MEME KANSERİ
Yazar Atilla Çökmez • Genel Cerrah • 11 Kasım 2016 • Yorumlar:
Meme Kanseri kadınlarda en sık görülen kanser türüdür. Kabaca sekiz kadından biri
yaşamı esnasında meme kanseri ile karşılaşır.
Meme kanserinin en sık rastlanan bulgusu, memede büyüme eğiliminde olan ve
çoğunlukla sınırları düzensiz bir sertlik ya da kitledir. Bu bulgu çoğu kez gözle görülebilen
belirtiler oluşturmadığı için ancak el ile yapılacak bir muayene ya da memeye yönelik
radyolojik tetkikler ile ortaya koyulabilir.
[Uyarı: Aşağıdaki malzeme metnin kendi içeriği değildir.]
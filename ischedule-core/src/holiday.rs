use chrono::{DateTime, Datelike, NaiveDate, NaiveDateTime, TimeDelta};
use ical::parser::ical::{IcalParser, component::IcalEvent};
use std::{
    collections::{BTreeMap, BTreeSet},
    fs::File,
    io::{BufReader, Read},
    path::Path,
};

use crate::{
    Compensation, Error, Holiday, Result, Term,
    cycle::{self, calendar_cycle_day},
    types::WORKDAYS_PER_WEEK,
};

/// 查找包含该日期的假期，多个假期重叠时取第一个
pub fn holiday_on(date: NaiveDate, holidays: &[Holiday]) -> Option<&Holiday> {
    holidays.iter().find(|holiday| holiday.contains(date))
}

pub fn is_workday(date: NaiveDate) -> bool {
    date.weekday().num_days_from_monday() < WORKDAYS_PER_WEEK
}

/// 所有假期的调休补课条目
pub fn compensations(holidays: &[Holiday]) -> impl Iterator<Item = (&Holiday, &Compensation)> {
    holidays
        .iter()
        .flat_map(|holiday| holiday.compensation.iter().map(move |c| (holiday, c)))
}

/// 工作日计数器
///
/// 从学期开始所在周的星期一起累计工作日，周末不计。放假的工作日是否计数
/// 由 `countDayInHoliday` 决定。
#[derive(Debug, Clone)]
pub struct WorkdayCounter {
    count: u32,
    count_day_in_holiday: bool,
}

impl WorkdayCounter {
    /// 学期开始日之前本周已经过去的工作日视为已计数
    pub fn starting_at(start: NaiveDate, count_day_in_holiday: bool) -> Self {
        let elapsed = start
            .weekday()
            .num_days_from_monday()
            .min(WORKDAYS_PER_WEEK);
        Self {
            count: elapsed,
            count_day_in_holiday,
        }
    }

    /// 推进一天，返回该日是否占用了一个循环日
    pub fn advance(&mut self, date: NaiveDate, in_holiday: bool) -> bool {
        if !is_workday(date) {
            return false;
        }
        if in_holiday && !self.count_day_in_holiday {
            return false;
        }
        self.count += 1;
        true
    }

    pub fn count(&self) -> u32 {
        self.count
    }

    /// 当前处于长度为 `cycle_days` 的循环中的第几天，尚未计数时为 `None`
    pub fn cycle_day(&self, cycle_days: u32) -> Option<u32> {
        if self.count == 0 || cycle_days == 0 {
            return None;
        }
        Some((self.count - 1) % cycle_days + 1)
    }
}

/// 节假日ICS导入
///
/// 读取公共节假日日历，将放假日合并为固定假期，并把调休上班日转换为补课条目。
#[derive(Debug, Clone, Default)]
pub struct HolidayImport {
    groups: BTreeMap<String, HolidayGroup>,
}

#[derive(Debug, Clone, Default)]
struct HolidayGroup {
    name: String,
    rest: BTreeSet<NaiveDate>,
    makeup: BTreeSet<NaiveDate>,
}

impl HolidayImport {
    /// 从文件路径加载节假日ICS
    pub fn from_path<P: AsRef<Path>>(path: P) -> Result<Self> {
        let path_ref = path.as_ref();
        let file = File::open(path_ref).map_err(|err| {
            Error::HolidayCalendar(format!("cannot open {}: {}", path_ref.display(), err))
        })?;
        Self::from_reader(file)
    }

    /// 从字节切片加载节假日ICS
    pub fn from_bytes(bytes: impl AsRef<[u8]>) -> Result<Self> {
        Self::from_reader(std::io::Cursor::new(bytes.as_ref()))
    }

    /// 从读取器中加载节假日ICS
    pub fn from_reader<R: Read>(reader: R) -> Result<Self> {
        let parser = IcalParser::new(BufReader::new(reader));
        let mut groups: BTreeMap<String, HolidayGroup> = BTreeMap::new();

        for calendar in parser {
            let calendar = calendar.map_err(|err| Error::HolidayCalendar(err.to_string()))?;

            for event in calendar.events {
                let Some(kind) = classify_event(&event) else {
                    continue;
                };

                let dates = extract_event_dates(&event)?;
                if dates.is_empty() {
                    continue;
                }

                let summary = event_property(&event, "SUMMARY").unwrap_or_default();
                let key = event_property(&event, "X-APPLE-UNIVERSAL-ID")
                    .or_else(|| event_property(&event, "UID"))
                    .map_or_else(|| group_name(summary), ToString::to_string);

                let entry = groups.entry(key).or_default();
                if entry.name.is_empty() {
                    entry.name = group_name(summary);
                }
                match kind {
                    HolidayEventKind::Rest => entry.rest.extend(dates),
                    HolidayEventKind::Makeup => entry.makeup.extend(dates),
                }
            }
        }

        Ok(Self { groups })
    }

    pub fn is_empty(&self) -> bool {
        self.groups.is_empty()
    }

    /// 转换为学期内的固定假期
    ///
    /// 放假的工作日计入循环日时，每个调休上班日按时间顺序对应一个放假的
    /// 工作日，补课条目重放该工作日按日历推算的循环日。不计入时，放假日的课
    /// 已经顺延到之后的工作日，不再生成补课条目。
    pub fn holidays_for(&self, term: &Term, count_day_in_holiday: bool) -> Vec<Holiday> {
        let initial_monday = cycle::monday_of(term.start);
        let mut holidays = Vec::new();

        for group in self.groups.values() {
            let touches_term = group
                .rest
                .iter()
                .chain(&group.makeup)
                .any(|date| term.start <= *date && *date <= term.end);
            if group.rest.is_empty() || !touches_term {
                continue;
            }

            let compensation: Vec<Compensation> = if count_day_in_holiday {
                let displaced = group.rest.iter().copied().filter(|date| is_workday(*date));
                group
                    .makeup
                    .iter()
                    .copied()
                    .zip(displaced)
                    .filter_map(|(makeup, rest)| {
                        calendar_cycle_day(initial_monday, term.cycle, rest).map(|cycle_day| {
                            Compensation {
                                date: makeup,
                                cycle_day,
                            }
                        })
                    })
                    .collect()
            } else {
                if !group.makeup.is_empty() {
                    tracing::debug!(
                        "Skipping {} make-up day(s) of \"{}\": classes are postponed instead",
                        group.makeup.len(),
                        group.name
                    );
                }
                Vec::new()
            };

            let ranges = contiguous_ranges(&group.rest);
            let last = ranges.len().saturating_sub(1);
            for (i, (start, end)) in ranges.into_iter().enumerate() {
                holidays.push(Holiday {
                    name: group.name.clone(),
                    kind: crate::HolidayKind::Fixed,
                    start,
                    end,
                    // 补课条目挂在最后一段假期上，只会被生成一次
                    compensation: if i == last {
                        compensation.clone()
                    } else {
                        Vec::new()
                    },
                });
            }
        }

        holidays.sort_by_key(|holiday| holiday.start);
        holidays
    }
}

fn group_name(summary: &str) -> String {
    summary
        .trim()
        .trim_end_matches(['休', '班'])
        .trim_end_matches(['（', '('])
        .trim()
        .to_string()
}

fn contiguous_ranges(dates: &BTreeSet<NaiveDate>) -> Vec<(NaiveDate, NaiveDate)> {
    let mut ranges: Vec<(NaiveDate, NaiveDate)> = Vec::new();

    for &date in dates {
        match ranges.last_mut() {
            Some((_, end)) if *end + TimeDelta::days(1) == date => *end = date,
            _ => ranges.push((date, date)),
        }
    }

    ranges
}

#[derive(Debug, Clone, Copy)]
enum HolidayEventKind {
    Rest,
    Makeup,
}

fn classify_event(event: &IcalEvent) -> Option<HolidayEventKind> {
    if let Some(kind) = event_property(event, "X-APPLE-SPECIAL-DAY") {
        return match kind {
            "WORK-HOLIDAY" => Some(HolidayEventKind::Rest),
            "ALTERNATE-WORKDAY" => Some(HolidayEventKind::Makeup),
            _ => None,
        };
    }

    let summary = event_property(event, "SUMMARY")?;
    let normalized = summary.replace([' ', '\t'], "");
    if normalized.contains('休') || normalized.contains("放假") {
        return Some(HolidayEventKind::Rest);
    }
    if normalized.contains('班') || normalized.contains("调休") || normalized.contains("上班")
    {
        return Some(HolidayEventKind::Makeup);
    }

    None
}

fn extract_event_dates(event: &IcalEvent) -> Result<Vec<NaiveDate>> {
    let start_raw = event_property(event, "DTSTART")
        .ok_or_else(|| Error::HolidayCalendar("event without DTSTART".to_string()))?;
    let start = parse_date(start_raw).map_err(|err| {
        Error::HolidayCalendar(format!("invalid start date {start_raw}: {err}"))
    })?;

    let exclusive_end = match event_property(event, "DTEND") {
        Some(value) => parse_date(value).map_err(|err| {
            Error::HolidayCalendar(format!("invalid end date {value}: {err}"))
        })?,
        None => next_day(start)?,
    };

    if exclusive_end <= start {
        return Ok(vec![start]);
    }

    Ok(start
        .iter_days()
        .take_while(|date| *date < exclusive_end)
        .collect())
}

fn next_day(date: NaiveDate) -> Result<NaiveDate> {
    date.checked_add_signed(TimeDelta::days(1))
        .ok_or_else(|| Error::HolidayCalendar(format!("date {date} is out of range")))
}

fn event_property<'a>(event: &'a IcalEvent, name: &str) -> Option<&'a str> {
    event
        .properties
        .iter()
        .find(|prop| prop.name.eq_ignore_ascii_case(name))
        .and_then(|prop| prop.value.as_deref())
}

fn parse_date(value: &str) -> std::result::Result<NaiveDate, chrono::ParseError> {
    NaiveDate::parse_from_str(value, "%Y%m%d")
        .or_else(|_| NaiveDateTime::parse_from_str(value, "%Y%m%dT%H%M%S").map(|dt| dt.date()))
        .or_else(|_| NaiveDateTime::parse_from_str(value, "%Y%m%dT%H%M%SZ").map(|dt| dt.date()))
        .or_else(|_| DateTime::parse_from_rfc3339(value).map(|dt| dt.date_naive()))
}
Herhangi bir risk faktörü taşımayan kadınların 20 yaşından sonra yılda bir kez genel
cerrahi uzman hekimi tarafından meme muayenesi ve gerek duyulduğunda meme
ultrasonografisi yaptırması önerilir. Genç yaşlarda da ortaya çıkabilen bu hastalık, daha çok
40’lı yaşlardan sonra görülmektedir. Bu nedenle 40 yaşından sonra yılda bir kez düzenli
meme kontrolü ve yine risk faktörü yok ise iki yılda bir kez meme filmi (mammografi) ve
meme ultrasonografisi yaptırılması hastalığın erken teşhisi açısından büyük önem taşır. Yirmi
yaşından sonra her kadın tüm yaşamı boyunca ayda bir kez kendi kendine meme muayenesi
yapmalıdır. Bu konudaki eğitimi ve zamanlamayı kontrolleri yapan genel cerrahi uzmanı
verecektir.
Ailede meme kanseri görülmesi ya da bazı hormonal tedavilerin uygulanması gibi risk
faktörleri taşıyan kadınların meme kontrolleri daha büyük önem taşımaktadır. Bu durumda
40 yaş sonrası altı ayda bir kez meme muayenesi ve yılda bir kez meme filmi ve meme
ultrasonografisi önerilebilir. Bu kontrollere uyulduğu takdirde, meme kanseri gelişse dahi
henüz kitle oluşturmadan teşhis edileceğinden kolaylıkla tedavi edilebilir ve yaşam süresi ya
da kalitesini bozmaz.
Meme kanseri erken evrelerde teşhis edilebildiğinde, hastalıktan tam olarak
kurtulabilme şansının yanında memenin kaybı da söz konusu olmayabilir.